** Data for processing **
[Start of section]

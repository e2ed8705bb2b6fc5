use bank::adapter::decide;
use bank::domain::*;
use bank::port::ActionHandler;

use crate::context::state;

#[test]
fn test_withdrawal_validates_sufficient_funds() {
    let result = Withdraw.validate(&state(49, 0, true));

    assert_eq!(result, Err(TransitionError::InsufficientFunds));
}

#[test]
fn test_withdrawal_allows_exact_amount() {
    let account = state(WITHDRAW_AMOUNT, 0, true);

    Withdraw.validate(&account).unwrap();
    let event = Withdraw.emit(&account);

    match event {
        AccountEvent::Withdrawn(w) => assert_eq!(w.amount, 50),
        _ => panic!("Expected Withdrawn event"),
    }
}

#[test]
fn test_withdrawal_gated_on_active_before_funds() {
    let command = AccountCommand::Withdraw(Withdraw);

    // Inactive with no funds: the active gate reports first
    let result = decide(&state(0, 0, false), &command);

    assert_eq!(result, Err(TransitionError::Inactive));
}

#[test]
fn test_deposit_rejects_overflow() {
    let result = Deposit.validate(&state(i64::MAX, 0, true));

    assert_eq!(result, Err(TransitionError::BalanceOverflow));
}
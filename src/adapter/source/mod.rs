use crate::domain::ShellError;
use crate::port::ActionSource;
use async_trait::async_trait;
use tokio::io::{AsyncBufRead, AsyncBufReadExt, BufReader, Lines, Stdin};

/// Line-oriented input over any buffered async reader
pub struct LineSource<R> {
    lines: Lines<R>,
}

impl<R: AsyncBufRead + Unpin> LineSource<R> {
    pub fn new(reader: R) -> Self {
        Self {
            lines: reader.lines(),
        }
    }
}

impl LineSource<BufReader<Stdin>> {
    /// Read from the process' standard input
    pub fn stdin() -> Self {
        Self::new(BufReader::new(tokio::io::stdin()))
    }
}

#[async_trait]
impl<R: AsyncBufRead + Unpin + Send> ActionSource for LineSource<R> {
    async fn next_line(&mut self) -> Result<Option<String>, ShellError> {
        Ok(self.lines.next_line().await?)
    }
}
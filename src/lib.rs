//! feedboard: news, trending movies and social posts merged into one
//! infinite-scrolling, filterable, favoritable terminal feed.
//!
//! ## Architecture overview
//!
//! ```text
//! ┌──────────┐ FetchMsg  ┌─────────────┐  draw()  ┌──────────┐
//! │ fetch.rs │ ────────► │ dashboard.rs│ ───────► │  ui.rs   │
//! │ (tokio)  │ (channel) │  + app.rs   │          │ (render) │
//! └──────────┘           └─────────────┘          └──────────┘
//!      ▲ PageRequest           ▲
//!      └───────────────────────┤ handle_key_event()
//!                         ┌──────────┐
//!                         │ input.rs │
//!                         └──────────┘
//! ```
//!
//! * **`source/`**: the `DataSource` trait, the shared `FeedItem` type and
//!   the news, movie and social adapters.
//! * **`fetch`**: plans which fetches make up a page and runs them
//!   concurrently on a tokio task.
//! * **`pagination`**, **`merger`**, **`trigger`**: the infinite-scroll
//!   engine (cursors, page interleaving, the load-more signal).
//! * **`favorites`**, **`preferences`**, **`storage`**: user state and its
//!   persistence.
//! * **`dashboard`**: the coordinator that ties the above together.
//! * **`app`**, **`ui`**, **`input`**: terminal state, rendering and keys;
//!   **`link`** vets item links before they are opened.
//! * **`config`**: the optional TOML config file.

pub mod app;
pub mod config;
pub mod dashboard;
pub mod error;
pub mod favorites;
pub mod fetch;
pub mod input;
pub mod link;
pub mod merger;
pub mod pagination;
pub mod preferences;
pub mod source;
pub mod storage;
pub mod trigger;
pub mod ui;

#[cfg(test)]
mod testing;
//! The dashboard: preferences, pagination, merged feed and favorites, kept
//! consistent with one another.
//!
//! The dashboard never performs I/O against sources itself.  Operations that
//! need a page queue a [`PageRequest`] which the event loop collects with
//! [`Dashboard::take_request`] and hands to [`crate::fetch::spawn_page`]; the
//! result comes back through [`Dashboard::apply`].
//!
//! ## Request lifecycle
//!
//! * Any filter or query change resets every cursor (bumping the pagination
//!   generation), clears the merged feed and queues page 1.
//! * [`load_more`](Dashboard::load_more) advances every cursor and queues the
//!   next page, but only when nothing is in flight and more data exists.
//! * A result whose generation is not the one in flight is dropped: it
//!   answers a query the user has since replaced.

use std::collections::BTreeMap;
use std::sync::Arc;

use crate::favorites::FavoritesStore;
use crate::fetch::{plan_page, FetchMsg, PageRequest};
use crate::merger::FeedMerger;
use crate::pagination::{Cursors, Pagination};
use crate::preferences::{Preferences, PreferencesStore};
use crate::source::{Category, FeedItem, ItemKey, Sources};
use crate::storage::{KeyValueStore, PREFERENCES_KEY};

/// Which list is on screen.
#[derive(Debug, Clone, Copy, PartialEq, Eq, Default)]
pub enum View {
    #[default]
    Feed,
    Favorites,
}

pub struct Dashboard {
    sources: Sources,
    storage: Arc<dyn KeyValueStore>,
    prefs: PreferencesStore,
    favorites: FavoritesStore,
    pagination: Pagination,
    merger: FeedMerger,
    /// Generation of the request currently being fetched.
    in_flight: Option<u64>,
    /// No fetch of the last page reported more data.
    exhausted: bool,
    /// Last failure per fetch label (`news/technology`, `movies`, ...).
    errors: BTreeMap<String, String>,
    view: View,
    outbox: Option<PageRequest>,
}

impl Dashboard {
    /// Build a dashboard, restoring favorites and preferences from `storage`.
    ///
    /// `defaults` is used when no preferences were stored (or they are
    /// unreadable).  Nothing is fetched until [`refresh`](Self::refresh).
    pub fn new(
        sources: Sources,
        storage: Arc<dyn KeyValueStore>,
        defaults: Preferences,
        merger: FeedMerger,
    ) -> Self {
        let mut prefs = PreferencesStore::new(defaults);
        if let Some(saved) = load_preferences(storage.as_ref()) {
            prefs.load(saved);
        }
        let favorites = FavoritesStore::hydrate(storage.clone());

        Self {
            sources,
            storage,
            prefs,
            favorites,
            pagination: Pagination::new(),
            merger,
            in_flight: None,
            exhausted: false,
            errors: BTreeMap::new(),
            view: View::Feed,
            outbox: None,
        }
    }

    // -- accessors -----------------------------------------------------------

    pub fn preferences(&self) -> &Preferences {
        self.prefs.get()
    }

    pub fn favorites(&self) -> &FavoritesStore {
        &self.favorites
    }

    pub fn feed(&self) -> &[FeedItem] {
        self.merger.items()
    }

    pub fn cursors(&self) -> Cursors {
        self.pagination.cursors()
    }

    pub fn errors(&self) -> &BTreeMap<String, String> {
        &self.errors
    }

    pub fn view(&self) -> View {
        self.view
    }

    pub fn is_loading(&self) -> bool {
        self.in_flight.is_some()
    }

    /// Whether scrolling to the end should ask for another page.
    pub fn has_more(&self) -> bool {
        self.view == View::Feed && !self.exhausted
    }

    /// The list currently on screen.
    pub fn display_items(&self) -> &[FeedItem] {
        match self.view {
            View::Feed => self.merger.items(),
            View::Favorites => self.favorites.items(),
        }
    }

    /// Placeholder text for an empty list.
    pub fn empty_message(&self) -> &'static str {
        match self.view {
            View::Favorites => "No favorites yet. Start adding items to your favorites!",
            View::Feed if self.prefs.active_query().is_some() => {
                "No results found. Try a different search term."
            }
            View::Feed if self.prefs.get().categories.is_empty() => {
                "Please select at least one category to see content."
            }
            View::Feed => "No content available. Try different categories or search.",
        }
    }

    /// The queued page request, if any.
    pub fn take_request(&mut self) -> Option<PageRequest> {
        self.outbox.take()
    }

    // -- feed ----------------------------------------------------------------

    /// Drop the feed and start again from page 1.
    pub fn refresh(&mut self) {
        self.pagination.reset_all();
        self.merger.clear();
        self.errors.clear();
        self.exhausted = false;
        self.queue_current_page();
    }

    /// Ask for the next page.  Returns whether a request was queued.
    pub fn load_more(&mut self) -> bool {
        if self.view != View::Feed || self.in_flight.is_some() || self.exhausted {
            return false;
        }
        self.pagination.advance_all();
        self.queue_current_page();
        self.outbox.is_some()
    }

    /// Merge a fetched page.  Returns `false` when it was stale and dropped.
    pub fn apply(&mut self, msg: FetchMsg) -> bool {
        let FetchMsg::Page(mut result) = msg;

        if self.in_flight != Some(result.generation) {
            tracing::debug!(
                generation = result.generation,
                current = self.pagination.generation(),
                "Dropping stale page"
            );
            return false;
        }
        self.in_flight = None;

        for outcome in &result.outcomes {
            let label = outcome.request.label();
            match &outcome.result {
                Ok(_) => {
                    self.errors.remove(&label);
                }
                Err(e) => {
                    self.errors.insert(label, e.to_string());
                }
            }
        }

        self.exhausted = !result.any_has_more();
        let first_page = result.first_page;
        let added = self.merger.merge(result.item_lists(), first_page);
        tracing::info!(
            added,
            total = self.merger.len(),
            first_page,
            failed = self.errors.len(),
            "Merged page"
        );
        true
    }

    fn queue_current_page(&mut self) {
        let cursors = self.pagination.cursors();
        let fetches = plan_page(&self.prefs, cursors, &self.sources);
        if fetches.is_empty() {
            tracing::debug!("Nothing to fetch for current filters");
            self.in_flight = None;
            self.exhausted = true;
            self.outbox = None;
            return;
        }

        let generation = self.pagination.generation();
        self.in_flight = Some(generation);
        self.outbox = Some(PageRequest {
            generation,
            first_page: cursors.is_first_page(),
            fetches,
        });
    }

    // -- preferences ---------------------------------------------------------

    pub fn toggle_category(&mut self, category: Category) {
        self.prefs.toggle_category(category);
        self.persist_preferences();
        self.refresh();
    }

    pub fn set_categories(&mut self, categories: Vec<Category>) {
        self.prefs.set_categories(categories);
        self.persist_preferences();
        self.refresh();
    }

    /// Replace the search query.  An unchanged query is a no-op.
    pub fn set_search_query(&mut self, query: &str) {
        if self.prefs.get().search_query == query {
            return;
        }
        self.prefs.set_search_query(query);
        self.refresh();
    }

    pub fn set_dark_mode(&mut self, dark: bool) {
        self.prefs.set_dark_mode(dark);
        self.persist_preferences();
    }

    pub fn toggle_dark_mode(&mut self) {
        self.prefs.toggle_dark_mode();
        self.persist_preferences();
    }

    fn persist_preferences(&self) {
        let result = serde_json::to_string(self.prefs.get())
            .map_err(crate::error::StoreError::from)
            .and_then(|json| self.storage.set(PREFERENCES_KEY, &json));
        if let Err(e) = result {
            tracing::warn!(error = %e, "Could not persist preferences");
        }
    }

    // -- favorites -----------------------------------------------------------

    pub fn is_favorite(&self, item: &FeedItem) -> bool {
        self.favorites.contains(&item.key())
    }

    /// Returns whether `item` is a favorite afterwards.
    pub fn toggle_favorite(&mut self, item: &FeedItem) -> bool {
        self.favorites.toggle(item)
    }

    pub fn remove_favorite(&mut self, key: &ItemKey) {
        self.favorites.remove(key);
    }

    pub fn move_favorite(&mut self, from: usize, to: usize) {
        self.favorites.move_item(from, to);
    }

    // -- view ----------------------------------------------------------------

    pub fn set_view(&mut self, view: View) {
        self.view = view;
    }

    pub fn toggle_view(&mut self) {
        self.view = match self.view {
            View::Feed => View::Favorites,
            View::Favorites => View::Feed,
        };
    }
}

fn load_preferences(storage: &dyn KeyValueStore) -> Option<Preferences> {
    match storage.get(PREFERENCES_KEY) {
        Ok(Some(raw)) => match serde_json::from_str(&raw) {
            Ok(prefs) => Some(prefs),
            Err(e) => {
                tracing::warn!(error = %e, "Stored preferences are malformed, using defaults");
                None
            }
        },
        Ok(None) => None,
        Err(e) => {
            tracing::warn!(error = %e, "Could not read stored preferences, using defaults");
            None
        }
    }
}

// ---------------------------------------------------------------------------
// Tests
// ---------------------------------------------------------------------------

[End of section]

Please return every line of the records that contains the word "config".

** Answer **
//! * **`config`**: the optional TOML config file.
pub mod config;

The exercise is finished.